R/createMS2ID.R

Defines functions createMS2ID

Documented in createMS2ID

#' Create a MS2ID backend
#'
#' \code{createMS2ID} processes the data contained in a
#' \code{\link[CompDb-class]{CompDb}} object \insertCite{CompoundDB}{MS2ID} and
#' creates a MS2ID backend by saving data as SQL and bigMemory files in a
#' directory. Later on, that directory will be load as an \linkS4class{MS2ID}
#' object in order to be used repeatedly as reference library with the
#' \code{\link{annotate}} function.
#'
#' @param name character(1) name of the directory where the files will be saved.
#' @param path character(1) with the path where to create the MS2ID backend.
#' @param cmpdb \code{\link[CompDb-class]{CompDb}}(1) object (with MS/MS
#'   spectra).
#' @param noiseThresh A numeric defining the threshold used in the noise
#'   filtering of the MS/MS spectra. e.g. noiseThresh = 0.01 removes peaks with
#'   an intensity less than 1\% of the base peak.
#' @param calcSplash boolean(1) indicating if SPLASH values (when missing) must
#'   be calculated using the \code{\link[splashR]{getSplash}} function.
#' @param calcMmi boolean(1) indicating if compound monoisotopic mass values
#'   (when missing) must be calculated using the
#'   \code{\link[enviPat]{check_chemform}} function.
#' @param overwrite boolean(1) indicating if the function can overwrite
#'   results.
#' @param removeRedundant character(1) eliminate redundant compounds and/or
#'   spectra. Expected options: "compounds", "spectra", "both" or "none".
#'   Redundant compounds are removed by comparing their InChIKeys. Redundant
#'   spectra are removed by comparing the spectrum and specific metadata
#'   variables, which include: "collisionEnergy", "polarity", "predicted",
#'   "instrumentType", and "precursorMz". If the metadata is incomplete or lacks
#'   the necessary fields, redundant spectra will not be removed.
#' @return \code{createMS2ID} returns a character(1) with the MS2ID backend
#'   location. This value must be used as \code{ms2idFolder} parameter in the
#'   \code{MS2ID} constructor.
#' @author Josep M. Badia \email{josepmaria.badia@@urv.cat}
#' @seealso \linkS4class{MS2ID} class.
#' @rdname MS2ID
#' @export
createMS2ID <- function(name = "MS2ID", path = ".", cmpdb, noiseThresh = 0.01,
                        calcSplash = TRUE, calcMmi = TRUE, overwrite = FALSE,
                        removeRedundant = "compounds"){
    if(missing(cmpdb))
        stop("Argument 'cmpdb' required")
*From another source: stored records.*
//! Crawl frontier: the to-visit queue plus its deduplication set
//!
//! The frontier owns the FIFO queue of URLs still to fetch and the seen-set
//! of every URL ever queued, so revisit-prevention and budget-bounded
//! termination are testable without a network. URLs are keyed by their
//! fragment-stripped form; a URL handed out once is never handed out again,
//! even if rediscovered on a later page.

use std::collections::{HashSet, VecDeque};
use url::Url;

/// Frontier state for one bounded breadth-first crawl
#[derive(Debug)]
pub struct Frontier {
    /// URLs queued for fetching, in discovery order
    queue: VecDeque<Url>,

    /// Every URL ever queued, by fragment-stripped string form
    seen: HashSet<String>,

    /// Count of pages successfully fetched so far
    fetched: usize,

    /// Maximum number of pages to fetch
    budget: usize,
}

impl Frontier {
    /// Creates a frontier seeded with the start URL
    pub fn new(seed: Url, budget: usize) -> Self {
        let mut frontier = Self {
            queue: VecDeque::new(),
            seen: HashSet::new(),
            fetched: 0,
            budget,
        };
        frontier.enqueue(seed);
        frontier
    }

    /// Hands out the next URL to fetch
    ///
    /// Returns `None` once the queue is empty or the budget of successfully
    /// fetched pages is spent. The seen-set guarantees every URL is handed
    /// out at most once.
    pub fn next(&mut self) -> Option<Url> {
        if self.fetched >= self.budget {
            return None;
        }
        self.queue.pop_front()
    }

    /// Queues a discovered URL unless it was already seen
    ///
    /// The fragment is stripped before deduplication so `/page` and
    /// `/page#section` count as the same URL. Returns whether the URL was
    /// actually queued.
    pub fn enqueue(&mut self, url: Url) -> bool {
        let mut url = url;
        url.set_fragment(None);
        if self.seen.insert(url.to_string()) {
            self.queue.push_back(url);
            true
        } else {
            false
        }
    }

    /// Records that a handed-out URL was fetched successfully
    pub fn record_fetched(&mut self) {
        self.fetched += 1;
    }

    /// Whether the crawl is over: queue drained or budget spent
    pub fn is_exhausted(&self) -> bool {
        self.queue.is_empty() || self.fetched >= self.budget
    }

    /// Number of pages successfully fetched so far
    pub fn fetched(&self) -> usize {
        self.fetched
    }

    /// Number of URLs still queued
    pub fn queued(&self) -> usize {
        self.queue.len()
    }
}

#[cfg(test)]
mod tests {
    use super::*;

    fn url(s: &str) -> Url {
        Url::parse(s).unwrap()
    }

    #[test]
    fn test_seed_is_first_out() {
        let mut frontier = Frontier::new(url("https://example.com/"), 10);
        assert_eq!(frontier.next().unwrap().as_str(), "https://example.com/");
        assert!(frontier.next().is_none());
    }

    #[test]
    fn test_enqueue_deduplicates() {
        let mut frontier = Frontier::new(url("https://example.com/"), 10);
        assert!(frontier.enqueue(url("https://example.com/a")));
        assert!(!frontier.enqueue(url("https://example.com/a")));
        assert_eq!(frontier.queued(), 2);
    }

    #[test]
    fn test_fragment_stripped_before_dedup() {
        let mut frontier = Frontier::new(url("https://example.com/"), 10);
        assert!(frontier.enqueue(url("https://example.com/a#top")));
        assert!(!frontier.enqueue(url("https://example.com/a#bottom")));
        assert!(!frontier.enqueue(url("https://example.com/a")));
    }

    #[test]
    fn test_seed_never_refetched_when_rediscovered() {
        let mut frontier = Frontier::new(url("https://example.com/"), 10);
        let seed = frontier.next().unwrap();
        frontier.record_fetched();
        assert!(!frontier.enqueue(seed));
        assert!(frontier.next().is_none());
    }

    #[test]
    fn test_budget_bounds_handout() {
        let mut frontier = Frontier::new(url("https://example.com/"), 2);
        frontier.enqueue(url("https://example.com/a"));
        frontier.enqueue(url("https://example.com/b"));

        for _ in 0..2 {
            assert!(frontier.next().is_some());
            frontier.record_fetched();
        }
        // Budget of 2 spent; /b stays queued but is never handed out.
        assert!(frontier.next().is_none());
        assert!(frontier.is_exhausted());
        assert_eq!(frontier.queued(), 1);
    }

    #[test]
    fn test_failed_fetch_does_not_consume_budget() {
        let mut frontier = Frontier::new(url("https://example.com/"), 1);
        frontier.enqueue(url("https://example.com/a"));

        // The seed fetch fails: no record_fetched call.
        assert!(frontier.next().is_some());
        assert_eq!(frontier.fetched(), 0);

        // The budget still allows the next queued URL.
        assert!(frontier.next().is_some());
        frontier.record_fetched();
        assert!(frontier.next().is_none());
    }

    #[test]
    fn test_terminates_on_finite_graph() {
        // Every page links to every other page; the seen-set strictly grows
        // so the frontier must drain.
        let pages: Vec<Url> = (0..5)
            .map(|i| url(&format!("https://example.com/p{}", i)))
            .collect();
        let mut frontier = Frontier::new(pages[0].clone(), 100);
        let mut visited = 0;
        while let Some(_page) = frontier.next() {
            frontier.record_fetched();
            visited += 1;
            for link in &pages {
                frontier.enqueue(link.clone());
            }
            assert!(visited <= pages.len(), "frontier failed to deduplicate");
        }
        assert_eq!(visited, pages.len());
        assert!(frontier.is_exhausted());
    }
}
    validArgs <- c("compounds", "spectra", "both", "none")
    if(!removeRedundant %in% validArgs)
        paste("Invalid argument for removeRedundant: %s.\n",
              "Expected one of: %s") |>
        sprintf(removeRedundant, paste(validArgs, collapse = ", ")) |>
             stop()

    if(!is(cmpdb, "CompDb"))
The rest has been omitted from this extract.